Lastly, observe that the ExactGP class is the standard GP for Gaussian likelihoods, where the exact marginal log likelihood can be computed in closed form. However, GPyTorch also provides different likelihoods, such as student-t likelihoods (which is more stable if outliers are present) and more. In these cases, the must class ApproximateGP should be used, which allows for approximate inference methods like variational inference. Regarding the loss function, the ExactMarginalLogLikelihood should be replaced by the VariationalELBO object, or other appropriate loss functions for approximate inference.
Applications
Bayesian hyperparameter tuning
Hyperparameter tuning is a critical yet challenging aspect of training neural networks. Finding the optimal combination of hyperparameters, such as learning rate, batch size, number of layers, and units per layer, can significantly enhance a model’s performance. Traditional methods like grid search and random search often prove to be inefficient and computationally expensive. This is where Bayesian optimization, powered by GPs, comes into play, offering a smarter approach to hyperparameter tuning.
Unlike exhaustive search methods, Bayesian optimization is more sample-efficient, meaning it can find optimal hyperparameters with fewer iterations.

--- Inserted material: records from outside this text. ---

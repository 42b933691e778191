//! Single-method policy hooks the caller may inject into a `ValidatorConfig`.
//!
//! Each is a narrow trait so an RP can supply exactly the policy it needs
//! without implementing a fat interface.

use crate::error::WebauthnResult;
use crate::model::{AuthenticationData, RegistrationData, ServerProperty};

/// Decides whether a presented origin is acceptable. The default
/// implementation used by `ValidatorConfig` does an exact string match
/// against `ServerProperty::origins`; an injected validator MAY relax this
/// (e.g. to accept a set of subdomains).
pub trait OriginValidator: Send + Sync {
    fn is_valid_origin(&self, origin: &str, server_property: &ServerProperty) -> bool;
}

#[derive(Debug, Default, Clone, Copy)]
pub struct ExactOriginValidator;

impl OriginValidator for ExactOriginValidator {
    fn is_valid_origin(&self, origin: &str, server_property: &ServerProperty) -> bool {
        server_property.origins.iter().any(|o| o == origin)
    }
}

/// An RP-specific additional check run after the built-in registration
/// pipeline succeeds. Hooks run in insertion order; the first to fail
/// aborts the ceremony.
pub trait CustomRegistrationValidator: Send + Sync {
    fn validate(&self, data: &RegistrationData, server_property: &ServerProperty) -> WebauthnResult<()>;
}

/// An RP-specific additional check run after the built-in authentication
/// pipeline succeeds.
pub trait CustomAuthenticationValidator: Send + Sync {
    fn validate(&self, data: &AuthenticationData, server_property: &ServerProperty) -> WebauthnResult<()>;
}

/// Policy for what happens when a presented signature counter does not
/// strictly increase.
pub trait MaliciousCounterValueHandler: Send + Sync {
    fn handle(&self, presented: u32, stored: u32) -> WebauthnResult<()>;
}

/// Default policy: reject with `MaliciousCounterValue`.
#[derive(Debug, Default, Clone, Copy)]
pub struct RejectOnMaliciousCounter;

impl MaliciousCounterValueHandler for RejectOnMaliciousCounter {
    fn handle(&self, presented: u32, stored: u32) -> WebauthnResult<()> {
        Err(crate::error::WebauthnError::MaliciousCounterValue { presented, stored })
    }
}

/// Alternative policy for RPs that want to downgrade a non-increasing
/// counter to a logged warning instead of aborting the ceremony.
#[derive(Debug, Default, Clone, Copy)]
pub struct IgnoreMaliciousCounter;

impl MaliciousCounterValueHandler for IgnoreMaliciousCounter {
    fn handle(&self, presented: u32, stored: u32) -> WebauthnResult<()> {
        tracing::warn!(presented, stored, "ignoring non-increasing signature counter");
        Ok(())
    }
}

/// Decodes a TPM AIK certificate's Subject Alternative Name directory-name
/// attribute values into a vendor/model/firmware-version triple.
pub trait TpmDevicePropertyDecoder: Send + Sync {
    fn decode(&self, manufacturer: &str, model: &str, version: &str) -> WebauthnResult<TpmDeviceProperty>;
}

#[derive(Debug, Clone, PartialEq, Eq)]
pub struct TpmDeviceProperty {
    pub manufacturer: String,
    pub model: String,
    pub firmware_version: String,
}

/// Decides whether a decoded TPM device property is acceptable to this RP
/// (e.g. a manufacturer allow-list).
pub trait TpmDevicePropertyValidator: Send + Sync {
    fn is_acceptable(&self, property: &TpmDeviceProperty) -> bool;
}

#[derive(Debug, Default, Clone, Copy)]
pub struct AcceptAnyTpmDeviceProperty;

impl TpmDevicePropertyValidator for AcceptAnyTpmDeviceProperty {
    fn is_acceptable(&self, _property: &TpmDeviceProperty) -> bool {
        true
    }
}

It works by
modeling the objective function (e.g., validation loss) as a GP in the hyperparameter space.
using an acquisition function to decide where to sample next. The acquisition function balances exploration (sampling in unexplored regions) and exploitation (sampling in regions with low loss) to guide the search towards the global optimum.
Surrogate optimization
GPs are also used in surrogate optimization, where the objective function is expensive to evaluate, and we aim to find the global optimum with as few evaluations as possible. By modeling the objective function as a GP, we can make informed decisions about where to sample next, focusing on regions that are likely to contain the global optimum. This can significantly reduce the number of evaluations needed to find the best solution.
Time series forecasting
GPs are also widely used in time series forecasting due to their flexibility and ability to model complex patterns in the data. By treating time series data as a function of time, Gaussian processes can capture the underlying dynamics and dependencies in the series. They can provide not only point estimates but also probabilistic forecasts, including prediction intervals that quantify uncertainty.